A massive trove of Microsoft's internal Windows operating system builds and chunks of its core source code have leaked online.
The data – some 32TB of installation images and software blueprints that compress down to 8TB – were uploaded to betaarchive.com, the latest load of files provided just earlier this week. It is believed the data has been exfiltrated from Microsoft's in-house systems since around March.
The leaked code is Microsoft's Shared Source Kit: according to people who have seen its contents, it includes the source to the base Windows 10 hardware drivers plus Redmond's PnP code, its USB and Wi-Fi stacks, its storage drivers, and ARM-specific OneCore kernel code.
Anyone who has this information can scour it for security vulnerabilities, which could be exploited to hack Windows systems worldwide. The code runs at the heart of the operating system, at some of its most trusted levels.
In addition to this, hundreds of top-secret builds of Windows 10 and Windows Server 2016, none of which have been released to the public, have been leaked along with copies of officially released versions. The confidential Windows team-only internal builds were created by Microsoft engineers for bug-hunting and testing purposes, and include private debugging symbols that are usually stripped out for public releases.
This software includes, for example, prerelease Windows 10 "Redstone 2" builds.
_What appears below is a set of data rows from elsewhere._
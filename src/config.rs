// src/config.rs

//! TOML configuration for one source site, its decoders and the geocoder.

use serde::Deserialize;
use std::collections::{BTreeMap, HashSet};
use std::fs;
use std::path::Path;

use crate::domain::Value;
use crate::errors::{EtlError, Result};
use crate::transform::registry;

#[derive(Debug, Clone, Deserialize)]
pub struct Config {
    pub database: DatabaseConfig,
    #[serde(default)]
    pub tables: TableNames,
    pub extraction: ExtractionConfig,
    pub transformation: TransformationConfig,
    #[serde(default)]
    pub geocoder: GeocoderConfig,
    #[serde(default)]
    pub logging: LoggingConfig,
}

#[derive(Debug, Clone, Deserialize)]
pub struct DatabaseConfig {
    pub source: String,
    pub destination: String,
    /// Optional SQL applied to both databases at start-up.
    #[serde(default)]
    pub schema: Option<String>,
}

#[derive(Debug, Clone, Deserialize)]
pub struct TableNames {
    #[serde(default = "default_listing_table")]
    pub source: String,
    #[serde(default = "default_listing_table")]
    pub destination: String,
    #[serde(default = "default_address_table")]
    pub addresses: String,
}

impl Default for TableNames {
    fn default() -> Self {
        Self {
            source: default_listing_table(),
            destination: default_listing_table(),
            addresses: default_address_table(),
        }
    }
}

/// Element lookup by tag name plus any of the given classes.
#[derive(Debug, Clone, Deserialize)]
pub struct Selection {
    pub tag: String,
    #[serde(default)]
    pub classes: Vec<String>,
}

#[derive(Debug, Clone, Deserialize)]
pub struct FieldSelection {
    pub name: String,
    pub tag: String,
    #[serde(default)]
    pub classes: Vec<String>,
    /// Keep only the first matched element's text instead of the list.
    #[serde(default)]
    pub first_only: bool,
}

#[derive(Debug, Clone, Deserialize)]
pub struct ExtractionConfig {
    pub index_url: String,
    pub detail_url: String,
    pub page_count: usize,
    #[serde(default = "default_max_tries")]
    pub max_tries: usize,
    #[serde(default = "default_timeout_secs")]
    pub timeout_secs: u64,
    #[serde(default = "default_request_spacing_ms")]
    pub request_spacing_ms: u64,
    #[serde(default)]
    pub use_proxy: bool,
    #[serde(default = "default_proxies_path")]
    pub proxies_path: String,
    #[serde(default = "default_proxy_list_url")]
    pub proxy_list_url: String,
    #[serde(default)]
    pub headers: BTreeMap<String, String>,
    pub link: Selection,
    pub fields: Vec<FieldSelection>,
}

#[derive(Debug, Clone, Deserialize)]
pub struct TransformationConfig {
    pub fields: Vec<FieldSpec>,
}

/// How one raw column is turned into typed columns.
#[derive(Debug, Clone, Deserialize)]
pub struct FieldSpec {
    pub name: String,
    pub decoder: String,
    #[serde(default = "default_true")]
    pub per_observation: bool,
    pub features: Vec<FeatureSpec>,
}

impl FieldSpec {
    pub fn feature_names(&self) -> impl Iterator<Item = &str> {
        self.features.iter().map(|f| f.name.as_str())
    }
}

#[derive(Debug, Clone, Deserialize)]
pub struct FeatureSpec {
    pub name: String,
    #[serde(default)]
    pub default: Option<Value>,
    /// Token -> output value, used by categorical decoders.
    #[serde(default)]
    pub values: BTreeMap<String, Value>,
}

#[derive(Debug, Clone, Deserialize)]
pub struct AddressRewrite {
    pub pattern: String,
    pub replacement: String,
}

#[derive(Debug, Clone, Deserialize)]
pub struct GeocoderConfig {
    #[serde(default = "default_geocoder_endpoint")]
    pub endpoint: String,
    #[serde(default = "default_timeout_secs")]
    pub timeout_secs: u64,
    #[serde(default = "default_geocoder_delay_ms")]
    pub delay_ms: u64,
    #[serde(default)]
    pub rewrites: Vec<AddressRewrite>,
}

impl Default for GeocoderConfig {
    fn default() -> Self {
        Self {
            endpoint: default_geocoder_endpoint(),
            timeout_secs: default_timeout_secs(),
            delay_ms: default_geocoder_delay_ms(),
            rewrites: Vec::new(),
        }
    }
}

#[derive(Debug, Clone, Deserialize)]
pub struct LoggingConfig {
    #[serde(default = "default_log_level")]
    pub level: String,
}

impl Default for LoggingConfig {
    fn default() -> Self {
        Self {
            level: default_log_level(),
        }
    }
}

fn default_listing_table() -> String {
    "realty".to_string()
}
fn default_address_table() -> String {
    "addresses".to_string()
}
fn default_max_tries() -> usize {
    3
}
fn default_timeout_secs() -> u64 {
    10
}
fn default_request_spacing_ms() -> u64 {
    1000
}
fn default_proxies_path() -> String {
    "proxies.txt".to_string()
}
fn default_proxy_list_url() -> String {
    "https://free-proxy-list.net/".to_string()
}
fn default_geocoder_endpoint() -> String {
    "https://geocode.arcgis.com/arcgis/rest/services/World/GeocodeServer/findAddressCandidates"
        .to_string()
}
fn default_geocoder_delay_ms() -> u64 {
    100
}
fn default_log_level() -> String {
    "info".to_string()
}
fn default_true() -> bool {
    true
}

impl Config {
    /// Reads and validates a config file. Decoder names are resolved here so
    /// a typo fails before any request is made.
    pub fn load(path: impl AsRef<Path>) -> Result<Self> {
        let path = path.as_ref();
        let text = fs::read_to_string(path).map_err(|e| {
            EtlError::config(format!("Failed to read config {}: {e}", path.display()))
        })?;
        Self::from_toml(&text)
    }

    pub fn from_toml(text: &str) -> Result<Self> {
        let config: Config = toml::from_str(text)?;
        config.validate()?;
        Ok(config)
    }

    pub fn validate(&self) -> Result<()> {
        let ex = &self.extraction;
        if ex.max_tries == 0 {
            return Err(EtlError::config("extraction.max_tries must be at least 1"));
        }

        let mut raw_names = HashSet::new();
        for field in &ex.fields {
            if !raw_names.insert(field.name.as_str()) {
                return Err(EtlError::config(format!(
                    "Duplicate extraction field '{}'",
                    field.name
                )));
            }
        }

        for spec in &self.transformation.fields {
            if !raw_names.contains(spec.name.as_str()) {
                return Err(EtlError::config(format!(
                    "Transformation field '{}' is not extracted",
                    spec.name
                )));
            }
        }

        registry::resolve_fields(&self.transformation.fields)?;
        Ok(())
    }
}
There are, we think, too many versions now dumped online for Microsoft to revoke via its Secure Boot mechanism, meaning the tech giant can't use its firmware security mechanisms to prevent people booting the prerelease operating systems.
Also in the leak are multiple versions of Microsoft's Windows 10 Mobile Adaptation Kit, a confidential software toolset to get the operating system running on various portable and mobile devices.
Netizens with access to Beta Archive's private repo of material can, even now, still get hold of the divulged data completely for free. It is being described by some as a bigger leak than the Windows 2000 source code blab in 2004.